Darul Islam juga berkembang menguasai sepertiga Jawa Barat, bahkan melancarkan serangan sampai ke pinggiran Jakarta selama tahun 1950-an.
Untuk menanggulangi pemberontakan ini, pemerintah RI kemudian mengeluarkan peraturan No. 59 Tahun 1958 yang berisikan penumpasan DI/TII.
Salah satu caranya adalah dengan menurunkan pasukan Kodam Siliwangi dan memberlakukan taktik Pagar Betis dengan memanfaatkan tenaga rakyat guna mempersempit ruang gerak DI/TII.
Selain taktik Pagar Betis, Kodam Siliwangi juga melakukan Operasi Brata Yudha yang dilakukan untuk menemukan tempat persembunyian Kartosoewirjo.
Setelah melalui berbagai rintangan, akhirnya Kartosoewirjo berhasil ditangkap hidup-hidup.
Pada akhirnya, Kartosuwiryo berhasil dibekuk oleh pemimpin Kompi C Batalyon 328 Kujang II/Siliwangi, Letnan Suhanda.
Tertangkapnya Kartosoewirjo ini menjadi awal mula padamnya Pemberontakan DI/TII, karena setelah itu banyak pengkutnya yang memutuskan untuk menyerah.
Pemberontakan Kartosoewirjo dipimpin oleh sosok Sekarmadji Maridjan Kartosoewirjo yang juga membentuk Negara Islam Indonesia (NII).

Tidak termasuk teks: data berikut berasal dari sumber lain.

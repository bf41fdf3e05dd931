//! Sharded order router
//!
//! Hashes every user to one of N shards; each shard is a tokio task
//! draining a bounded FIFO queue. Two operations from the same user are
//! therefore serialised, while traffic across users runs in parallel,
//! without per-user mutexes in the ledger.
//!
//! Each shard carries a load counter. At the cap, policy decides: reject
//! with `ErrShardBusy` (caller retries) or redirect to the least-loaded
//! shard (publishing `SHARD_REBALANCED`).
//!
//! On shutdown the queues are closed: in-flight work drains, new
//! submissions are rejected.

use crate::config::OverflowPolicy;
use crate::core_types::{OrderId, Points, Price, Qty, UserId};
use crate::errors::CoreError;
use crate::events::{EventBus, Topic};
use crate::lifecycle::{CancelAck, OrderAck, OrderLifecycle};
use crate::models::{CancelReason, OrderType, Side};
use crate::transfer::{TransferAck, TransferService};
use serde::Serialize;
use serde_json::json;
use std::hash::{Hash, Hasher};
use std::sync::Arc;
use std::sync::atomic::{AtomicUsize, Ordering};
use std::sync::Mutex;
use tokio::sync::{mpsc, oneshot};
use tokio::task::JoinHandle;

// ============================================================
// COMMANDS
// ============================================================

/// One routed operation. Every command carries the uid it is keyed on
/// and a oneshot for the result.
pub enum RouterCommand {
    PlaceOrder {
        uid: UserId,
        side: Side,
        order_type: OrderType,
        qty: Qty,
        price: Option<Price>,
        reply: oneshot::Sender<Result<OrderAck, CoreError>>,
    },
    CancelOrder {
        uid: UserId,
        order_id: OrderId,
        reason: CancelReason,
        reply: oneshot::Sender<Result<CancelAck, CoreError>>,
    },
    Transfer {
        from_uid: UserId,
        to_username: String,
        amount: Points,
        note: String,
        reply: oneshot::Sender<Result<TransferAck, CoreError>>,
    },
    IpoBuy {
        uid: UserId,
        qty: Qty,
        reply: oneshot::Sender<Result<OrderAck, CoreError>>,
    },
}

impl RouterCommand {
    fn uid(&self) -> UserId {
        match self {
            RouterCommand::PlaceOrder { uid, .. } => *uid,
            RouterCommand::CancelOrder { uid, .. } => *uid,
            RouterCommand::Transfer { from_uid, .. } => *from_uid,
            RouterCommand::IpoBuy { uid, .. } => *uid,
        }
    }
}

#[derive(Debug, Clone, Serialize)]
pub struct ShardStatus {
    pub shard_id: usize,
    pub load: usize,
}

// ============================================================
// ROUTER
// ============================================================

pub struct ShardedRouter {
    senders: Mutex<Option<Vec<mpsc::Sender<RouterCommand>>>>,
    loads: Vec<Arc<AtomicUsize>>,
    shard_count: usize,
    max_load: usize,
    policy: OverflowPolicy,
    bus: Arc<EventBus>,
    handles: Mutex<Vec<JoinHandle<()>>>,
}

impl ShardedRouter {
    /// Build the router and spawn one worker task per shard.
    pub fn start(
        shard_count: usize,
        queue_depth: usize,
        max_load: usize,
        policy: OverflowPolicy,
        lifecycle: Arc<OrderLifecycle>,
        transfers: Arc<TransferService>,
        bus: Arc<EventBus>,
    ) -> Arc<Self> {
        let shard_count = shard_count.max(1);
        let mut senders = Vec::with_capacity(shard_count);
        let mut loads = Vec::with_capacity(shard_count);
        let mut handles = Vec::with_capacity(shard_count);

        for shard_id in 0..shard_count {
            let (tx, rx) = mpsc::channel(queue_depth.max(1));
            let load = Arc::new(AtomicUsize::new(0));
            senders.push(tx);
            loads.push(load.clone());
            handles.push(tokio::spawn(Self::worker(
                shard_id,
                rx,
                load,
                lifecycle.clone(),
                transfers.clone(),
            )));
        }
        tracing::info!(shard_count, queue_depth, max_load, "sharded router started");

        Arc::new(Self {
            senders: Mutex::new(Some(senders)),
            loads,
            shard_count,
            max_load,
            policy,
            bus,
            handles: Mutex::new(handles),
        })
    }

    async fn worker(
        shard_id: usize,
        mut rx: mpsc::Receiver<RouterCommand>,
        load: Arc<AtomicUsize>,
        lifecycle: Arc<OrderLifecycle>,
        transfers: Arc<TransferService>,
    ) {
        while let Some(cmd) = rx.recv().await {
            match cmd {
                RouterCommand::PlaceOrder {
                    uid,
                    side,
                    order_type,
                    qty,
                    price,
                    reply,
                } => {
                    let result = lifecycle.place_order(uid, side, order_type, qty, price);
                    let _ = reply.send(result);
                }
                RouterCommand::CancelOrder {
                    uid,
                    order_id,
                    reason,
                    reply,
                } => {
                    let result = lifecycle.cancel_order(uid, order_id, reason);
                    let _ = reply.send(result);
                }
                RouterCommand::Transfer {
                    from_uid,
                    to_username,
                    amount,
                    note,
                    reply,
                } => {
                    let result = transfers
                        .transfer(from_uid, &to_username, amount, &note)
                        .await;
                    let _ = reply.send(result);
                }
                RouterCommand::IpoBuy { uid, qty, reply } => {
                    let result = lifecycle.ipo_buy(uid, qty);
                    let _ = reply.send(result);
                }
            }
            load.fetch_sub(1, Ordering::SeqCst);
        }
        tracing::debug!(shard_id, "shard worker drained and stopped");
    }

    // ============================================================
    // DISPATCH
    // ============================================================

    fn shard_of(&self, uid: UserId) -> usize {
        let mut hasher = rustc_hash::FxHasher::default();
        uid.hash(&mut hasher);
        (hasher.finish() % self.shard_count as u64) as usize
    }

    fn least_loaded(&self) -> usize {
        self.loads
            .iter()
            .enumerate()
            .min_by_key(|(_, l)| l.load(Ordering::SeqCst))
            .map(|(i, _)| i)
            .unwrap_or(0)
    }

    /// Enqueue a command on its user's shard. Non-blocking.
    pub fn dispatch(&self, cmd: RouterCommand) -> Result<(), CoreError> {
        let uid = cmd.uid();
        let mut shard = self.shard_of(uid);

        if self.loads[shard].load(Ordering::SeqCst) >= self.max_load {
            match self.policy {
                OverflowPolicy::Reject => return Err(CoreError::ShardBusy),
                OverflowPolicy::Redirect => {
                    let target = self.least_loaded();
                    if target != shard {
                        self.bus.publish(
                            Topic::ShardRebalanced,
                            Some(uid),
                            json!({ "from": shard, "to": target }),
                        );
                        shard = target;
                    }
                }
            }
        }

        let senders = self.senders.lock().unwrap_or_else(|e| e.into_inner());
        let Some(senders) = senders.as_ref() else {
            return Err(CoreError::ShuttingDown);
        };
        self.loads[shard].fetch_add(1, Ordering::SeqCst);
        match senders[shard].try_send(cmd) {
            Ok(()) => Ok(()),
            Err(mpsc::error::TrySendError::Full(_)) => {
                self.loads[shard].fetch_sub(1, Ordering::SeqCst);
                self.bus.publish(
                    Topic::QueueOverflow,
                    Some(uid),
                    json!({ "shard": shard }),
                );
                Err(CoreError::ShardBusy)
            }
            Err(mpsc::error::TrySendError::Closed(_)) => {
                self.loads[shard].fetch_sub(1, Ordering::SeqCst);
                Err(CoreError::ShuttingDown)
            }
        }
    }

    // ============================================================
    // TYPED FRONT DOORS
    // ============================================================

    pub async fn place_order(
        &self,
        uid: UserId,
        side: Side,
        order_type: OrderType,
        qty: Qty,
        price: Option<Price>,
    ) -> Result<OrderAck, CoreError> {
        let (reply, rx) = oneshot::channel();
        self.dispatch(RouterCommand::PlaceOrder {
            uid,
            side,
            order_type,
            qty,
            price,
            reply,
        })?;
        rx.await.map_err(|_| CoreError::ShuttingDown)?
    }

    pub async fn cancel_order(
        &self,
        uid: UserId,
        order_id: OrderId,
        reason: CancelReason,
    ) -> Result<CancelAck, CoreError> {
        let (reply, rx) = oneshot::channel();
        self.dispatch(RouterCommand::CancelOrder {
            uid,
            order_id,
            reason,
            reply,
        })?;
        rx.await.map_err(|_| CoreError::ShuttingDown)?
    }

    pub async fn transfer(
        &self,
        from_uid: UserId,
        to_username: &str,
        amount: Points,
        note: &str,
    ) -> Result<TransferAck, CoreError> {
        let (reply, rx) = oneshot::channel();
        self.dispatch(RouterCommand::Transfer {
            from_uid,
            to_username: to_username.to_string(),
            amount,
            note: note.to_string(),
            reply,
        })?;
        rx.await.map_err(|_| CoreError::ShuttingDown)?
    }

    pub async fn ipo_buy(&self, uid: UserId, qty: Qty) -> Result<OrderAck, CoreError> {
        let (reply, rx) = oneshot::channel();
        self.dispatch(RouterCommand::IpoBuy { uid, qty, reply })?;
        rx.await.map_err(|_| CoreError::ShuttingDown)?
    }

    // ============================================================
    // STATUS & SHUTDOWN
    // ============================================================

    pub fn shard_status(&self) -> Vec<ShardStatus> {
        self.loads
            .iter()
            .enumerate()
            .map(|(shard_id, l)| ShardStatus {
                shard_id,
                load: l.load(Ordering::SeqCst),
            })
            .collect()
    }

    /// Close the queues (new submissions rejected) and wait for the
    /// workers to drain.
    pub async fn stop(&self) {
        let senders = self
            .senders
            .lock()
            .unwrap_or_else(|e| e.into_inner())
            .take();
        drop(senders);

        let handles: Vec<JoinHandle<()>> = {
            let mut guard = self.handles.lock().unwrap_or_else(|e| e.into_inner());
            guard.drain(..).collect()
        };
        for handle in handles {
            let _ = handle.await;
        }
        tracing::info!("sharded router stopped");
    }
}

// ============================================================
// TESTS
// ============================================================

Kartosoewirjo lahir di Cepu, 7 Januari 1905. Ia merupakan putra dari Kartodikromo, seorang lurah di Cepu, sebuah kecamatan di Kabupaten Blora, Provinsi Jawa Tengah.
Penerapan Politik Etis (Politik Balas Budi) membuatnya mendapat kesempatan untuk bersekolah di pendidikan modern ini berkat kedudukan sang ayah yang saat itu cukup penting.
Sewaktu menempuh pendidikan di Europeesche Lagere School (ELS) di Bojonegoro, ia bertemu dengan Notodihardjo, seorang tokoh Islam modern yang beraliran Muhammadiyah yang kemudian menanamkan pemikiran Islam modern ke dalam pikiran Kartosoewirjo.
Setelah lulus dari ELS, pada tahun 1923, Kartosoewirjo melanjutkan pendidikannya di Perguruan Tinggi Kedokteran Nederlands Indische Artsen School.
Selama bersekolah di sana, ia bergabung dengan organisasi Syarikat Islam yang dipimpin HOS Tjokroaminoto. Bahkan Soekarno dan Kartosoewirjo disebut sebagai sahabat dekat yang sama-sama berguru kepada HOS Tjokroaminoto.
Namun ketertarikannya pada dunia politik, membuat Kartosoewirjo dikeluarkan dari Nederlands Indische Artsen School pada tahun 1927 karena dianggap sebagai aktivis politik serta memiliki buku sosialis dan komunis.
Ia kemudian bekerja sebagai pemimpin redaksi koran harian Fadjar Asia.
Kariernya pun kian melejit setelah ia bergabung dalam Partai Sarekat Islam Indonesia (PSII), menjabat sebagai sekretaris jenderal.